» Exercise
Set out the records again, keeping every word as it is.

» Records contained in a dataset
────

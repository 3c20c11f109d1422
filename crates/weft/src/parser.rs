//! Recursive-descent parser with precedence climbing (spec §4.2).
//!
//! Grounded on `ouros::parser::Parser` for the token-cursor/expect-with-
//! bracket-context shape, with this language's own grammar: `do…end`/
//! `then…end` block delimiters, named call arguments, and template-literal
//! string bodies.

use std::sync::Arc;

use crate::ast::{
    Arg, AssignOp, AssignTarget, BinOp, Expr, ExprKind, ForClause, FunctionDef, IfBranch, Literal, ParamDef,
    Position, Program, Stmt, TemplatePart, UnOp,
};
use crate::error::ParseError;
use crate::lexer::Lexer;
use crate::token::{Keyword, Token, TokenKind};

pub fn parse(source: &str, file: impl Into<Arc<str>>) -> Result<Program, ParseError> {
    let file = file.into();
    let tokens = Lexer::new(source).tokenize();
    Parser { tokens, pos: 0, file }.parse_program()
}

struct Parser {
    tokens: Vec<Token>,
    pos: usize,
    file: Arc<str>,
}

type PResult<T> = Result<T, ParseError>;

────

» Your solution
repository 3c20c11f109d1422
filename crates/weft/src/parser.rs
//! Recursive-descent parser with precedence climbing (spec §4.2).
//!
//! Grounded on `ouros::parser::Parser` for the token-cursor/expect-with-
//! bracket-context shape, with this language's own grammar: `do…end`/
//! `then…end` block delimiters, named call arguments, and template-literal
//! string bodies.

use std::sync::Arc;

use crate::ast::{
    Arg, AssignOp, AssignTarget, BinOp, Expr, ExprKind, ForClause, FunctionDef, IfBranch, Literal, ParamDef,
    Position, Program, Stmt, TemplatePart, UnOp,
};
use crate::error::ParseError;
use crate::lexer::Lexer;
use crate::token::{Keyword, Token, TokenKind};

pub fn parse(source: &str, file: impl Into<Arc<str>>) -> Result<Program, ParseError> {
    let file = file.into();
    let tokens = Lexer::new(source).tokenize();
    Parser { tokens, pos: 0, file }.parse_program()
}

struct Parser {
    tokens: Vec<Token>,
    pos: usize,
    file: Arc<str>,
}

type PResult<T> = Result<T, ParseError>;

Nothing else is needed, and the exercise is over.